There was a time in the history of the Earth when political theory was heading in the direction of the stateless OblxPlanet. The so-called Classical liberalism is a political ideology that emerged in the 18th century during the Age of Enlightenment.  John Lock, in hist  ”Two Treatises of Government” in 1689 argued that the state should limit itself to the protection of “life, liberty and property”. This spirit culminated in one of the masterpieces of political literature, the Declaration of Independence in 1776, where Thomas Jefferson used almost the same words: “We hold these truths to be self-evident, that all men are created equal, that they are endowed by their Creator with certain unalienable Rights, that among these are Life, Liberty and the pursuit of Happiness. That to secure these rights, Governments are instituted among Men, deriving their just powers from the consent of the governed, That whenever any Form of Government becomes destructive of these ends, it is the Right of the People to alter or to abolish it, and to institute new Government, laying its foundation on such principles and organizing its powers in such form, as to them shall seem most likely to effect their Safety and Happiness

This was the battle cry  of the American Revolution, which ended by the American Colonies getting rid of the English King. Thereafter, the founding fathers of the United States wrote a constitution with one overriding goal in mind: to limit the extent of government to precisely enumerated functions, listed in the ”bill of rights”.
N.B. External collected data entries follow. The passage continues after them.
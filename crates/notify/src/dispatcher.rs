//! Notification Fan-out
//!
//! One pass walks every live group of an account and every live destination
//! of each group, in id order. Destinations are attempted one at a time and
//! independently: a failed or slow destination is recorded and the pass
//! moves on.

use serde::Serialize;
use std::sync::Arc;
use storage::{NotificationDestination, RecordId};
use tracing::{debug, info, warn};
use webhook::AlertMessage;

use crate::destination::{Delivery, DeliveryOutcome, DestinationChannels, Schedule};
use crate::topology::NotificationTopology;
use crate::{ChannelError, NotifyError};

/// Outcome of one destination within a fan-out pass
#[derive(Debug, Clone, PartialEq, Eq, Serialize)]
pub struct DestinationResult {
    pub group_id: RecordId,
    pub destination_id: RecordId,
    pub channel: &'static str,
    pub outcome: DeliveryOutcome,
}

pub struct FanoutDispatcher {
    topology: Arc<dyn NotificationTopology>,
    channels: DestinationChannels,
}

impl FanoutDispatcher {
    pub fn new(topology: Arc<dyn NotificationTopology>, channels: DestinationChannels) -> Self {
        Self { topology, channels }
    }

    /// Deliver an alert to every live destination of its account
    pub async fn dispatch(&self, message: &AlertMessage) -> Result<Vec<DestinationResult>, NotifyError> {
        info!(
            "Dispatching {} for {} {} (account {})",
            message.alarm_name,
            message.resource.service,
            message.resource.resource_id,
            message.aws_account.id
        );
        self.fan_out(message.aws_account.id, Delivery::Alert(message)).await
    }

    /// Report a schedule result to every live destination of its account
    pub async fn dispatch_schedule_result(
        &self,
        schedule: &Schedule,
        succeeded: bool,
    ) -> Result<Vec<DestinationResult>, NotifyError> {
        info!(
            "Dispatching schedule {} result (succeeded: {})",
            schedule.name, succeeded
        );
        self.fan_out(
            schedule.aws_environment_id,
            Delivery::ScheduleResult { schedule, succeeded },
        )
        .await
    }

    async fn fan_out(
        &self,
        aws_environment_id: RecordId,
        delivery: Delivery<'_>,
    ) -> Result<Vec<DestinationResult>, NotifyError> {
        let groups = self.topology.groups_for(aws_environment_id)?;
        let mut results = Vec::new();

        for group in &groups {
            let destinations = match self.topology.destinations_for(group) {
                Ok(destinations) => destinations,
                Err(e) => {
                    warn!("Skipping group {}: {}", group.id, e);
                    continue;
                }
            };
            debug!("Group {} has {} live destinations", group.id, destinations.len());

            for destination in &destinations {
                let outcome = self.deliver_bounded(destination, delivery).await;
                record(group.id, destination, &outcome);
                results.push(DestinationResult {
                    group_id: group.id,
                    destination_id: destination.id,
                    channel: destination.kind.channel(),
                    outcome,
                });
            }
        }

        info!(
            "Fan-out finished: {} groups, {} destinations",
            groups.len(),
            results.len()
        );
        Ok(results)
    }

    async fn deliver_bounded(&self, destination: &NotificationDestination, delivery: Delivery<'_>) -> DeliveryOutcome {
        let timeout = self.channels.config().dispatch_timeout();
        match tokio::time::timeout(timeout, self.channels.deliver(destination, delivery)).await {
            Ok(outcome) => outcome,
            Err(_) => DeliveryOutcome::Failed(format!(
                "{} destination {}: {}",
                destination.kind.channel(),
                destination.id,
                ChannelError::Timeout(timeout.as_secs())
            )),
        }
    }
}

fn record(group_id: RecordId, destination: &NotificationDestination, outcome: &DeliveryOutcome) {
    let channel = destination.kind.channel();
    metrics::counter!(
        "notification_deliveries_total",
        "channel" => channel,
        "outcome" => outcome.label()
    )
    .increment(1);

    match outcome {
        DeliveryOutcome::Failed(reason) => warn!(
            "Delivery to {} destination {} (group {}) failed: {}",
            channel, destination.id, group_id, reason
        ),
        _ => info!(
            "Delivery to {} destination {} (group {}): {}",
            channel,
            destination.id,
            group_id,
            outcome.label()
        ),
    }
}

#[cfg(test)]
mod tests {
    use super::*;
    use crate::testing::{alert_message, RecordingMail, RecordingVoice};
    use crate::NotifyConfig;
    use std::time::Duration;
    use storage::{AwsEnvironment, DestinationKind, Repository};

    struct Fixture {
        repo: Arc<Repository>,
        account: AwsEnvironment,
        tenant_id: RecordId,
    }

    impl Fixture {
        fn new() -> Self {
            let repo = Repository::new();
            let tenant = repo.create_tenant("Acme").unwrap();
            let account = repo
                .create_aws_environment(tenant.id, "production", "123456789012")
                .unwrap();
            Self {
                repo: Arc::new(repo),
                account,
                tenant_id: tenant.id,
            }
        }

        fn email(&self, address: &str) -> RecordId {
            self.repo
                .create_destination(
                    self.tenant_id,
                    address,
                    DestinationKind::Email {
                        address: address.to_string(),
                    },
                )
                .unwrap()
                .id
        }

        fn telephone(&self, number: &str) -> RecordId {
            self.repo
                .create_destination(
                    self.tenant_id,
                    number,
                    DestinationKind::Telephone {
                        phone_number: number.to_string(),
                        country_code: "JP".to_string(),
                    },
                )
                .unwrap()
                .id
        }

        fn group(&self, destinations: &[RecordId]) -> RecordId {
            self.repo
                .create_group(
                    self.tenant_id,
                    "on-call",
                    destinations,
                    &[self.account.id],
                )
                .unwrap()
                .id
        }

        fn message(&self) -> AlertMessage {
            let mut message = alert_message();
            message.aws_account = self.account.clone();
            message
        }

        fn dispatcher(&self, mail: Arc<RecordingMail>, voice: Arc<RecordingVoice>) -> FanoutDispatcher {
            let channels = DestinationChannels::new(mail, voice, NotifyConfig::default());
            FanoutDispatcher::new(self.repo.clone(), channels)
        }
    }

    #[tokio::test]
    async fn test_failure_does_not_stop_fan_out() {
        let fixture = Fixture::new();
        let e1 = fixture.email("e1@example.com");
        let e2 = fixture.email("e2@example.com");
        let group = fixture.group(&[e1, e2]);

        let mail = Arc::new(RecordingMail::failing(&["e1@example.com"]));
        let voice = Arc::new(RecordingVoice::default());
        let results = fixture
            .dispatcher(mail.clone(), voice)
            .dispatch(&fixture.message())
            .await
            .unwrap();

        assert_eq!(results.len(), 2);
        assert_eq!(results[0].destination_id, e1);
        assert!(matches!(results[0].outcome, DeliveryOutcome::Failed(_)));
        assert_eq!(results[1].destination_id, e2);
        assert_eq!(results[1].outcome, DeliveryOutcome::Delivered);
        assert!(results.iter().all(|r| r.group_id == group));
        assert_eq!(mail.sent().len(), 1);
        assert_eq!(mail.sent()[0].0, "e2@example.com");
    }

    #[tokio::test]
    async fn test_every_group_is_visited() {
        let fixture = Fixture::new();
        let email = fixture.email("ops@example.com");
        let phone = fixture.telephone("090-1234-5678");
        fixture.group(&[email]);
        fixture.group(&[phone, email]);

        let mail = Arc::new(RecordingMail::default());
        let voice = Arc::new(RecordingVoice::default());
        let results = fixture
            .dispatcher(mail.clone(), voice.clone())
            .dispatch(&fixture.message())
            .await
            .unwrap();

        assert_eq!(results.len(), 3);
        assert_eq!(mail.sent().len(), 2);
        assert_eq!(voice.calls().len(), 1);
        assert!(results.iter().all(|r| r.outcome == DeliveryOutcome::Delivered));
    }

    #[tokio::test]
    async fn test_archived_rows_are_not_notified() {
        let fixture = Fixture::new();
        let kept = fixture.email("kept@example.com");
        let archived = fixture.email("archived@example.com");
        fixture.group(&[kept, archived]);
        let archived_group = fixture.group(&[kept]);
        fixture.repo.archive_destination(archived).unwrap();
        fixture.repo.archive_group(archived_group).unwrap();

        let mail = Arc::new(RecordingMail::default());
        let results = fixture
            .dispatcher(mail.clone(), Arc::new(RecordingVoice::default()))
            .dispatch(&fixture.message())
            .await
            .unwrap();

        assert_eq!(results.len(), 1);
        assert_eq!(results[0].destination_id, kept);
        assert_eq!(mail.sent().len(), 1);
    }

    #[tokio::test]
    async fn test_account_without_groups() {
        let fixture = Fixture::new();
        let results = fixture
            .dispatcher(
                Arc::new(RecordingMail::default()),
                Arc::new(RecordingVoice::default()),
            )
            .dispatch(&fixture.message())
            .await
            .unwrap();
        assert!(results.is_empty());
    }

    #[tokio::test]
    async fn test_schedule_result_skips_telephone() {
        let fixture = Fixture::new();
        let email = fixture.email("ops@example.com");
        let phone = fixture.telephone("090-1234-5678");
        fixture.group(&[email, phone]);
        let schedule = Schedule {
            id: 3,
            name: "nightly-stop".to_string(),
            aws_environment_id: fixture.account.id,
        };

        let mail = Arc::new(RecordingMail::default());
        let voice = Arc::new(RecordingVoice::default());
        let results = fixture
            .dispatcher(mail.clone(), voice.clone())
            .dispatch_schedule_result(&schedule, false)
            .await
            .unwrap();

        assert_eq!(results.len(), 2);
        assert_eq!(results[0].outcome, DeliveryOutcome::Delivered);
        assert_eq!(results[1].outcome, DeliveryOutcome::Skipped);
        assert!(voice.calls().is_empty());
        assert!(mail.sent()[0].2.contains("失敗"));
    }

    #[tokio::test(start_paused = true)]
    async fn test_slow_destination_times_out() {
        let fixture = Fixture::new();
        let slow = fixture.telephone("090-1234-5678");
        let fast = fixture.email("ops@example.com");
        fixture.group(&[slow, fast]);

        let mail = Arc::new(RecordingMail::default());
        let voice = Arc::new(RecordingVoice::delayed(Duration::from_secs(120)));
        let results = fixture
            .dispatcher(mail.clone(), voice)
            .dispatch(&fixture.message())
            .await
            .unwrap();

        assert!(matches!(&results[0].outcome, DeliveryOutcome::Failed(text) if text.contains("timed out")));
        assert_eq!(results[1].outcome, DeliveryOutcome::Delivered);
        assert_eq!(mail.sent().len(), 1);
    }
}
//! Rate Limiting Middleware using GCRA Algorithm
//!
//! Limits webhook callers per peer IP with tower_governor.

use governor::middleware::StateInformationMiddleware;
use serde::{Deserialize, Serialize};
use std::sync::Arc;
use tower_governor::governor::GovernorConfigBuilder;
use tower_governor::key_extractor::PeerIpKeyExtractor;

/// StateInformationMiddleware is used when use_headers() is called to add X-RateLimit-* headers
pub type DefaultGovernorConfig =
    tower_governor::governor::GovernorConfig<PeerIpKeyExtractor, StateInformationMiddleware>;

/// Rate limiting configuration
#[derive(Debug, Clone, Serialize, Deserialize)]
#[serde(default)]
pub struct RateLimitConfig {
    /// Seconds between quota replenishments
    pub per_second: u64,
    /// Burst size (max requests that can be made immediately)
    pub burst_size: u32,
}

impl Default for RateLimitConfig {
    fn default() -> Self {
        Self {
            per_second: 1,
            burst_size: 20,
        }
    }
}

/// Create a rate limiting governor config
///
/// Uses PeerIpKeyExtractor, so the service must be served with
/// `into_make_service_with_connect_info::<SocketAddr>()`. Returns `None`
/// when either setting is zero.
pub fn create_governor_config(config: &RateLimitConfig) -> Option<Arc<DefaultGovernorConfig>> {
    GovernorConfigBuilder::default()
        .per_second(config.per_second)
        .burst_size(config.burst_size)
        .use_headers()
        .finish()
        .map(Arc::new)
}
//! API Route Handlers

pub mod metrics;
pub mod notify;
It was a group of brilliant minds in an optimal moment in time. Alas, what logic leads us to predict, happened. Whenever you have a state, an institution with the monopoly of making laws and regulations and enforcing them with all the necessary coercion, this will tend to attract people who want to rule, more so than people who want to abolish rules. One could say: “growth is in the DNA of every state”. The US, today, is the biggest and most powerful state history has ever known. Fun fact: the military defence budget in 2021is bigger than the next 10 biggest military budgets combined, and about 12 times higher than Russia’s military budget.
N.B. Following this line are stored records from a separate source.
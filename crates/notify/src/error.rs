//! Notification Error Types

use storage::StorageError;
use thiserror::Error;

/// Failure of a single mail or voice delivery
#[derive(Debug, Error)]
pub enum ChannelError {
    #[error("Provider error: {0}")]
    Provider(String),

    #[error("Invalid mail address: {0}")]
    InvalidAddress(String),

    #[error("Invalid phone number: {0}")]
    InvalidPhoneNumber(String),

    #[error("Delivery timed out after {0}s")]
    Timeout(u64),
}

/// Failure to resolve who should be notified
#[derive(Debug, Error)]
pub enum NotifyError {
    #[error("Topology lookup failed: {0}")]
    Topology(#[from] StorageError),

    #[error("Channel setup failed: {0}")]
    Setup(String),
}
//! Topic Subscription Confirmation

use async_trait::async_trait;
use std::time::Duration;
use tracing::info;

use crate::envelope::WebhookEnvelope;
use crate::WebhookError;

/// Fields needed to confirm a pending topic subscription
#[derive(Debug, Clone, PartialEq, Eq)]
pub struct SubscriptionRequest {
    pub topic_arn: String,
    pub token: String,
    /// Confirmation link sent with the request, when present
    pub subscribe_url: Option<String>,
}

impl SubscriptionRequest {
    pub fn from_envelope(envelope: &WebhookEnvelope) -> Result<Self, WebhookError> {
        let required = |field: &str, value: &Option<String>| {
            value
                .clone()
                .ok_or_else(|| WebhookError::Malformed(format!("{} is required for subscription confirmation", field)))
        };

        Ok(Self {
            topic_arn: required("TopicArn", &envelope.topic_arn)?,
            token: required("Token", &envelope.token)?,
            subscribe_url: envelope.subscribe_url.clone(),
        })
    }

    /// URL that confirms the subscription
    ///
    /// Without a `SubscribeURL` the `ConfirmSubscription` action is addressed
    /// to the regional endpoint named by the topic ARN
    /// (`arn:aws:sns:{region}:{account}:{topic}`).
    pub fn confirmation_url(&self) -> Result<reqwest::Url, WebhookError> {
        if let Some(url) = &self.subscribe_url {
            return reqwest::Url::parse(url)
                .map_err(|e| WebhookError::Malformed(format!("SubscribeURL {}: {}", url, e)));
        }

        let region = match self.topic_arn.split(':').collect::<Vec<_>>().as_slice() {
            ["arn", _, "sns", region, _, _] if !region.is_empty() => *region,
            _ => {
                return Err(WebhookError::Malformed(format!(
                    "TopicArn {} does not name a region",
                    self.topic_arn
                )))
            }
        };

        reqwest::Url::parse_with_params(
            &format!("https://sns.{}.amazonaws.com/", region),
            &[
                ("Action", "ConfirmSubscription"),
                ("TopicArn", self.topic_arn.as_str()),
                ("Token", self.token.as_str()),
            ],
        )
        .map_err(|e| WebhookError::Malformed(format!("confirmation URL for {}: {}", self.topic_arn, e)))
    }
}

#[async_trait]
pub trait SubscriptionConfirmer: Send + Sync {
    async fn confirm(&self, request: &SubscriptionRequest) -> Result<(), WebhookError>;
}

/// Confirms by visiting the request's confirmation URL
pub struct HttpSubscriptionConfirmer {
    client: reqwest::Client,
}

impl HttpSubscriptionConfirmer {
    pub fn new(timeout: Duration) -> Result<Self, WebhookError> {
        let client = reqwest::Client::builder()
            .timeout(timeout)
            .build()
            .map_err(|e| WebhookError::Subscription(format!("HTTP client: {}", e)))?;
        Ok(Self { client })
    }
}

#[async_trait]
impl SubscriptionConfirmer for HttpSubscriptionConfirmer {
    async fn confirm(&self, request: &SubscriptionRequest) -> Result<(), WebhookError> {
        let url = request.confirmation_url()?;
        self.client
            .get(url)
            .send()
            .await
            .and_then(|r| r.error_for_status())
            .map_err(|e| WebhookError::Subscription(format!("{}: {}", request.topic_arn, e)))?;

        info!("Confirmed subscription to {}", request.topic_arn);
        Ok(())
    }
}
What can we learn? Since not even the American constitution could reign in the growth of the state, we must probably accept that as long as states exist, they will want to grow. The upshot? By studying the OboxPlanet, we know, that a stateless society cold function, arguably with much more peace and prosperity. And as one saying goes: “Only when we dare to imagine the possibilities, can we begin to make them a reality.”

Things we could learn and implement from the OboxPlanet:

Aim to abolish the state completely.

Aim for decentralization and secession, everywhere, anytime and with no ifs or buts.

To combat the uncontrolled growth of legislation, each law should have an expirationdate, a so-called ”sunset clause”.